Economie

Les ressources minérales de l’Afrique : malédiction ou clé du développement ?

Grâce à ses vastes réserves de minéraux stratégiques, le continent africain est aujourd’hui un acteur central de la transformation technologique et de la transition énergétique. Cependant, cette richesse soulève des questions cruciales de souveraineté nationale et de justice sociale, notamment en raison de la dépendance persistante du continent à l’exportation de matières premières non transformées. Selon les estimations publiées dans le magazine Africa Focus par l’African Consulting Center, l’Afrique détient environ 30 % des réserves minérales mondiales. Ces ressources comprennent l’or, les diamants et des métaux d’avenir comme le cobalt, le lithium, le cuivre et l’uranium.

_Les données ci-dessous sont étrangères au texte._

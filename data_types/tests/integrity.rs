//! Property tests for distribution integrity checking.

use std::collections::BTreeSet;
use std::sync::Arc;

use data_types::{Chunk, ChunkDistribution, ChunkRange, ShardKeyTuple, ShardKeyValue, ShardName, ShardVersion};
use proptest::prelude::*;

const NAMESPACE: &str = "propdb.coll";

fn tuple(v: ShardKeyValue) -> ShardKeyTuple {
    ShardKeyTuple::new(vec![v])
}

/// Build the boundary tuples MinKey, c1, ..., cn, MaxKey from a set of cuts.
fn boundaries(cuts: &BTreeSet<i64>) -> Vec<ShardKeyTuple> {
    let mut bounds = Vec::with_capacity(cuts.len() + 2);
    bounds.push(tuple(ShardKeyValue::MinKey));
    bounds.extend(cuts.iter().map(|c| tuple(ShardKeyValue::Int(*c))));
    bounds.push(tuple(ShardKeyValue::MaxKey));
    bounds
}

fn chunk(min: ShardKeyTuple, max: ShardKeyTuple, index: usize) -> Arc<Chunk> {
    Arc::new(Chunk::new(
        NAMESPACE,
        vec!["_id".to_string()],
        ChunkRange::new(min, max),
        Some(ShardName::new(format!("shard{:04}", index % 3))),
        Some(ShardVersion::new(1, index as u32)),
        vec![],
    ))
}

/// A valid snapshot distribution built by inserting the chunks in a
/// generator-chosen order.
fn distribution(cuts: &BTreeSet<i64>, order: u64) -> ChunkDistribution {
    let bounds = boundaries(cuts);
    let mut chunks: Vec<_> = bounds
        .windows(2)
        .enumerate()
        .map(|(i, pair)| chunk(pair[0].clone(), pair[1].clone(), i))
        .collect();

    // shuffle deterministically so insertion order varies with the seed
    let mut shuffled = Vec::with_capacity(chunks.len());
    let mut seed = order;
    while !chunks.is_empty() {
        seed = seed.wrapping_mul(6364136223846793005).wrapping_add(1442695040888963407);
        let at = (seed % chunks.len() as u64) as usize;
        shuffled.push(chunks.remove(at));
    }

    let mut dist = ChunkDistribution::new(NAMESPACE);
    for c in shuffled {
        dist.insert(c).unwrap();
    }
    dist
}

proptest! {
    /// Inserting a gap-free snapshot in any order yields a distribution that
    /// passes its integrity check.
    #[test]
    fn valid_snapshots_check_ok(
        cuts in prop::collection::btree_set(-1000i64..1000, 0..8),
        order in any::<u64>(),
    ) {
        let dist = distribution(&cuts, order);
        let report = dist.check();
        prop_assert!(report.is_ok(), "unexpected violations: {:?}", report.messages());
        prop_assert_eq!(dist.len(), cuts.len() + 1);
    }

    /// Removing any interior chunk produces exactly one discontinuity that
    /// names the removed chunk's boundaries.
    #[test]
    fn missing_chunks_are_named(
        cuts in prop::collection::btree_set(-1000i64..1000, 2..8),
        order in any::<u64>(),
        victim in any::<prop::sample::Index>(),
    ) {
        let mut dist = distribution(&cuts, order);
        // pick an interior chunk so both coverage ends stay intact
        let at = 1 + victim.index(dist.len() - 2);
        let removed = Arc::clone(&dist.chunks()[at]);
        dist.remove(removed.range()).unwrap();

        let report = dist.check();
        prop_assert!(!report.is_ok());
        let discontinuities: Vec<_> = report
            .messages()
            .iter()
            .filter(|m| m.contains("discontinuity"))
            .collect();
        prop_assert_eq!(discontinuities.len(), 1);
        let message = discontinuities[0];
        let min = removed.range().min.display_with(removed.key_fields()).to_string();
        let max = removed.range().max.display_with(removed.key_fields()).to_string();
        prop_assert!(message.contains(&min), "{} missing from `{}`", min, message);
        prop_assert!(message.contains(&max), "{} missing from `{}`", max, message);
    }

    /// A contradictory max on the last chunk is reported as missing
    /// MaxKey coverage.
    #[test]
    fn truncated_coverage_is_reported(
        cuts in prop::collection::btree_set(-1000i64..1000, 1..8),
        order in any::<u64>(),
    ) {
        let mut dist = distribution(&cuts, order);
        let last = Arc::clone(dist.chunks().last().unwrap());
        dist.remove(last.range()).unwrap();

        let report = dist.check();
        prop_assert!(!report.is_ok());
        prop_assert!(report
            .messages()
            .contains(&"chunk range does not end with MaxKey".to_string()));
    }
}
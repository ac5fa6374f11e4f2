//! In-memory config catalog, for testing.

use std::cmp::Reverse;
use std::collections::HashMap;

use async_trait::async_trait;
use bson::Document;
use parking_lot::Mutex;

use crate::interface::{CollectionEntry, ConfigCatalog, Error};

/// An in-memory [`ConfigCatalog`] fed by fixture builders.
///
/// Serves documents with the same contract as a live catalog: chunk
/// documents in insertion order, journal entries filtered by kind and
/// sorted by `time` descending.
#[derive(Debug, Default)]
pub struct MemCatalog {
    state: Mutex<MemState>,
}

#[derive(Debug, Default)]
struct MemState {
    collections: Vec<CollectionEntry>,
    chunks: HashMap<String, Vec<Document>>,
    changelog: HashMap<String, Vec<Document>>,
}

impl MemCatalog {
    /// Create an empty catalog.
    pub fn new() -> Self {
        Self::default()
    }

    /// Register a sharded collection.
    pub fn push_collection(&self, namespace: &str, dropped: bool) {
        self.state.lock().collections.push(CollectionEntry {
            namespace: namespace.to_string(),
            dropped,
        });
    }

    /// Add a chunk document to `namespace`'s current snapshot.
    pub fn push_chunk(&self, namespace: &str, doc: Document) {
        self.state
            .lock()
            .chunks
            .entry(namespace.to_string())
            .or_default()
            .push(doc);
    }

    /// Add a journal entry to `namespace`'s changelog.
    pub fn push_change(&self, namespace: &str, doc: Document) {
        self.state
            .lock()
            .changelog
            .entry(namespace.to_string())
            .or_default()
            .push(doc);
    }
}

#[async_trait]
impl ConfigCatalog for MemCatalog {
    async fn collections(&self) -> Result<Vec<CollectionEntry>, Error> {
        Ok(self.state.lock().collections.clone())
    }

    async fn chunk_documents(&self, namespace: &str) -> Result<Vec<Document>, Error> {
        Ok(self
            .state
            .lock()
            .chunks
            .get(namespace)
            .cloned()
            .unwrap_or_default())
    }

    async fn changelog_documents(
        &self,
        namespace: &str,
        kinds: &[&str],
    ) -> Result<Vec<Document>, Error> {
        let mut entries: Vec<Document> = self
            .state
            .lock()
            .changelog
            .get(namespace)
            .map(|docs| {
                docs.iter()
                    .filter(|doc| {
                        doc.get_str("what")
                            .map(|what| kinds.contains(&what))
                            .unwrap_or(false)
                    })
                    .cloned()
                    .collect()
            })
            .unwrap_or_default();

        // live catalogs serve the journal newest-first; a stable sort keeps
        // insertion order among entries sharing a timestamp
        entries.sort_by_key(|doc| {
            Reverse(
                doc.get_datetime("time")
                    .copied()
                    .unwrap_or(bson::DateTime::MIN),
            )
        });
        Ok(entries)
    }
}

#[cfg(test)]
mod tests {
    use super::*;
    use bson::doc;

    #[tokio::test]
    async fn changelog_filters_and_sorts_descending() {
        let catalog = MemCatalog::new();
        catalog.push_change(
            "db.coll",
            doc! { "what": "split", "time": bson::DateTime::from_millis(100) },
        );
        catalog.push_change(
            "db.coll",
            doc! { "what": "dropCollection", "time": bson::DateTime::from_millis(300) },
        );
        catalog.push_change(
            "db.coll",
            doc! { "what": "moveChunk.commit", "time": bson::DateTime::from_millis(200) },
        );

        let entries = catalog
            .changelog_documents("db.coll", &["split", "moveChunk.commit"])
            .await
            .unwrap();
        let kinds: Vec<_> = entries
            .iter()
            .map(|doc| doc.get_str("what").unwrap())
            .collect();
        assert_eq!(kinds, ["moveChunk.commit", "split"]);

        let none = catalog
            .changelog_documents("other.coll", &["split"])
            .await
            .unwrap();
        assert!(none.is_empty());
    }

    #[tokio::test]
    async fn collections_and_chunks_round_trip() {
        let catalog = MemCatalog::new();
        catalog.push_collection("db.coll", false);
        catalog.push_collection("db.dropped", true);
        catalog.push_chunk("db.coll", doc! { "ns": "db.coll" });

        let collections = catalog.collections().await.unwrap();
        assert_eq!(collections.len(), 2);
        assert!(collections[1].dropped);

        assert_eq!(catalog.chunk_documents("db.coll").await.unwrap().len(), 1);
        assert!(catalog.chunk_documents("db.other").await.unwrap().is_empty());
    }
}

Cette diversité, d’après Africa Focus, a fait de l’exploitation minière un pilier de l’économie de plusieurs pays. Les données de la Banque mondiale indiquent que les exportations de minéraux représentent plus de 70 % des recettes nationales totales dans des pays comme la République démocratique du Congo et la Zambie, tandis que l’Afrique du Sud dépend de l’or et du platine pour se procurer des devises étrangères. Malgré l’attention mondiale portée aux ressources minières africaines, le rapport Africa Focus souligne que ce secteur présente une « double opportunité » : il génère des revenus considérables et crée des emplois, mais révèle simultanément des vulnérabilités structurelles. Selon un rapport de 2023 de la Conférence des Nations Unies sur le commerce et le développement (CNUCED), plus de 80 % des exportations de ressources minières africaines sont vendues sous forme de matières premières à l’Asie et à l’Europe.

Cette réalité prive les pays africains des bénéfices d’une production locale et des emplois qui en découlent, enfermant le continent dans un cycle d’« exportation de matières premières et d’importation de produits finis ». L’exploitation minière n’est plus seulement une question économique ; elle est désormais inextricablement liée à la sécurité et à la souveraineté nationales. Les données de l’African Consulting Centre illustrent clairement cette intrication. Au Niger, l’uranium est devenu un enjeu majeur de la compétition entre puissances traditionnelles comme la France et puissances émergentes comme la Russie, tandis qu’au Soudan, le conflit autour des mines d’or a alimenté des milices armées, exacerbant les crises sécuritaires et prolongeant le conflit interne.